══ EXTRACTED RECORDS ══
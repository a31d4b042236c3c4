use ndarray::{ArrayBase, ArrayView1, Data, Dimension, Zip};

/// Dot product of two feature vectors
pub fn dot(a: ArrayView1<f64>, b: ArrayView1<f64>) -> f64 {
    a.dot(&b)
}

/// Euclidean norm of a feature vector
pub fn l2_norm(v: ArrayView1<f64>) -> f64 {
    v.dot(&v).sqrt()
}

/// Population variance (ddof = 0). Empty input has zero variance.
pub fn variance(values: ArrayView1<f64>) -> f64 {
    if values.is_empty() {
        return 0.0;
    }
    values.var(0.0)
}

/// Largest elementwise absolute difference.
///
/// Arrays of different shapes are infinitely far apart; so is any pair
/// containing a NaN.
pub fn max_abs_diff<S1, S2, D>(a: &ArrayBase<S1, D>, b: &ArrayBase<S2, D>) -> f64
where
    S1: Data<Elem = f64>,
    S2: Data<Elem = f64>,
    D: Dimension,
{
    if a.shape() != b.shape() {
        return f64::INFINITY;
    }
    Zip::from(a).and(b).fold(0.0f64, |acc, &x, &y| {
        let diff = (x - y).abs();
        if diff.is_nan() {
            f64::INFINITY
        } else {
            acc.max(diff)
        }
    })
}

/// Pearson correlation coefficient; zero when either side is constant.
pub fn pearson_correlation(a: ArrayView1<f64>, b: ArrayView1<f64>) -> f64 {
    let n = a.len().min(b.len());
    if n == 0 {
        return 0.0;
    }
    let mean_a = a.iter().take(n).sum::<f64>() / n as f64;
    let mean_b = b.iter().take(n).sum::<f64>() / n as f64;

    let (mut cov, mut var_a, mut var_b) = (0.0, 0.0, 0.0);
    for (&x, &y) in a.iter().zip(b.iter()) {
        let (dx, dy) = (x - mean_a, y - mean_b);
        cov += dx * dy;
        var_a += dx * dx;
        var_b += dy * dy;
    }

    let denom = (var_a * var_b).sqrt();
    if denom == 0.0 {
        0.0
    } else {
        cov / denom
    }
}

pub fn all_finite<S, D>(values: &ArrayBase<S, D>) -> bool
where
    S: Data<Elem = f64>,
    D: Dimension,
{
    values.iter().all(|v| v.is_finite())
}

#[cfg(test)]
mod tests {
    use super::*;
    use approx::assert_abs_diff_eq;
    use ndarray::{array, Array2};

    #[test]
    fn test_dot_and_norm() {
        let a = array![3.0, 4.0];
        let b = array![1.0, -1.0];
        assert_abs_diff_eq!(dot(a.view(), b.view()), -1.0, epsilon = 1e-12);
        assert_abs_diff_eq!(l2_norm(a.view()), 5.0, epsilon = 1e-12);
    }

    #[test]
    fn test_variance_is_population_variance() {
        let v = array![1.0, 2.0, 3.0, 4.0];
        assert_abs_diff_eq!(variance(v.view()), 1.25, epsilon = 1e-12);
        assert_eq!(variance(ndarray::Array1::<f64>::zeros(0).view()), 0.0);
    }

    #[test]
    fn test_max_abs_diff() {
        let a = array![[1.0, 2.0], [3.0, 4.0]];
        let mut b = a.clone();
        b[[1, 0]] = 2.5;
        assert_abs_diff_eq!(max_abs_diff(&a, &b), 0.5, epsilon = 1e-12);

        let c = Array2::<f64>::zeros((3, 2));
        assert_eq!(max_abs_diff(&a, &c), f64::INFINITY);

        b[[0, 0]] = f64::NAN;
        assert_eq!(max_abs_diff(&a, &b), f64::INFINITY);
    }

    #[test]
    fn test_pearson_correlation() {
        let a = array![1.0, 2.0, 3.0];
        let b = array![2.0, 4.0, 6.0];
        let c = array![3.0, 2.0, 1.0];
        assert_abs_diff_eq!(pearson_correlation(a.view(), b.view()), 1.0, epsilon = 1e-12);
        assert_abs_diff_eq!(pearson_correlation(a.view(), c.view()), -1.0, epsilon = 1e-12);
        let flat = array![1.0, 1.0, 1.0];
        assert_eq!(pearson_correlation(a.view(), flat.view()), 0.0);
    }
}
═══
An exact copy of the lines above, from the one containing "let denom = (var_a * var_b).sqrt();" through the one containing "use super::*;", is the whole of the answer.

**SOLUTION FOR THIS TASK**
    let denom = (var_a * var_b).sqrt();
    if denom == 0.0 {
        0.0
    } else {
        cov / denom
    }
}

pub fn all_finite<S, D>(values: &ArrayBase<S, D>) -> bool
where
    S: Data<Elem = f64>,
    D: Dimension,
{
    values.iter().all(|v| v.is_finite())
}

#[cfg(test)]
mod tests {
    use super::*;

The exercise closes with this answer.